With the election of two Native American women to the House of Representatives, Indian Country has likely gained two powerful allies in the fight to protect tribal sovereignty. This was the first time a Native American woman has been elected to congress, and the election Nov. 6 elected two native women.
Sharice Davids (D-Kan.), a member of the Ho-Chunk Nation, defeated incumbent Kevin Yoder (R-Kan.) in a deeply conservative state. She not only makes history as the first Native American woman to be elected to the House, but she’s also the first openly gay representative elected in Kansas. “From the beginning, this campaign has been built on bringing new leaders to the table and new voices to the table,” Davids said in her victory speech. She attributed her success to hard work, opportunities and obtaining a quality public education. She also said she’ll represent all of Kansas, and it doesn’t matter how Kansan voters cast their ballots. “Come January, I see every single person. I listen to every single person.”
Deb Haaland (D-N.M.), a member of the Laguna Pueblo, soundly defeated challenger Janice Arnold-Jones (R-N.M.) to fill the seat vacated by New Mexico’s Democratic governor-elect Michelle Lujan Grisham. In her victory speech she said, “I want to tell everyone in this room, the single moms, the people drowning in student debt, black and Hispanic and Native American and Asian communities who’ve been under attack, trans and LGBTQ people who deserve never to be erased, disabled folk fighting for dignity and independence, folks trying to keep a roof over their children’s heads and food on the table to ensure your child gets a shot in life, I see you. I’m listening. I love you.
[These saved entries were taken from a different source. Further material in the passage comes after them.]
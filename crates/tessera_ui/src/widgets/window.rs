//! Framed, draggable, closable window.

use tracing::warn;

use crate::error::UiResult;
use crate::geometry::Vec2;
use crate::input::MouseButton;
use crate::layout::{Container, Flow};
use crate::pointer::PointerHandler;
use crate::style::{Border, Style};
use crate::widget::{NodeId, Role, UiTree, Widget};

use super::TitleBar;

/// A bordered window: a title bar above a free-form content area.
///
/// Components added to the window node are redirected into the content
/// area. The node carries [`Role::Window`] so its title bar and close
/// button can find it.
pub struct Window {
    frame: NodeId,
    title_bar: NodeId,
    content: NodeId,
}

impl Window {
    /// Creates a detached window.
    pub fn build(tree: &mut UiTree, offset: Vec2, size: Vec2, title: &str) -> UiResult<NodeId> {
        let config = tree.config().clone();
        let id = tree.create_empty(offset, size);
        tree.set_role(id, Role::Window);
        tree.push_style(id, Style::Border(Border::new(config.frame_margin, config.palette.secondary)));
        let size = tree.node(id).map_or(size, |node| node.size);

        let frame = Container::fixed(tree, Vec2::ZERO, size, Flow::Vertical);
        tree.push_style(frame, Style::Background(config.palette.surface));
        let bar_height = config.title_bar_height;
        let title_bar = TitleBar::build(tree, Vec2::ZERO, Vec2::new(size.x, bar_height), title)?;
        let content = Container::fixed(tree, Vec2::ZERO, Vec2::new(size.x, (size.y - bar_height).max(0.0)), Flow::Free);
        tree.add_both(frame, title_bar, false)?;
        tree.add_both(frame, content, false)?;
        tree.adopt(id, frame)?;

        tree.set_content_slot(id, content);
        tree.set_widget(id, Self { frame, title_bar, content });
        Ok(id)
    }

    /// Asks the window's owner to remove it. Returns whether it was removed.
    pub fn close(tree: &mut UiTree, id: NodeId) -> bool {
        let Some(parent) = tree.parent(id) else {
            warn!(node = %id, "window has no owner to close it");
            return false;
        };
        tree.remove_component(parent, id)
    }

    /// The content area.
    #[must_use]
    pub const fn content(&self) -> NodeId {
        self.content
    }

    /// The title bar.
    #[must_use]
    pub const fn title_bar(&self) -> NodeId {
        self.title_bar
    }
}

impl Widget for Window {
    fn resize(&mut self, tree: &mut UiTree, me: NodeId, offset: Vec2, size: Vec2) -> bool {
        let bar_height = tree.config().title_bar_height;
        tree.resize(self.title_bar, Vec2::ZERO, Vec2::new(size.x, bar_height));
        tree.resize(
            self.content,
            Vec2::new(0.0, bar_height),
            Vec2::new(size.x, (size.y - bar_height).max(0.0)),
        );
        if !tree.resize(self.frame, Vec2::ZERO, size) {
            return false;
        }
        tree.set_geometry(me, offset, size);
        true
    }

    fn as_pointer(&mut self) -> Option<&mut dyn PointerHandler> {
        Some(self)
    }
}

impl PointerHandler for Window {
    fn on_click(&mut self, tree: &mut UiTree, _me: NodeId, position: Vec2, button: MouseButton) -> bool {
        tree.click(self.frame, position, button)
    }

    fn on_hover(&mut self, tree: &mut UiTree, _me: NodeId, position: Vec2) -> bool {
        tree.hover(self.frame, position)
    }
}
We fight together, and I will bring that fight to congress.”
Principal Chief Richard G. Sneed said having both in the House will be a benefit to tribes across the country. “This is a historic win for not only these women but for all native nations in the United States,” he said on his Facebook page. “As many of you are aware, Indian Country has seen increasing attacks on our sovereignty. I am proud of these women for their courage to run and am excited about having them working to protect Indian Country.”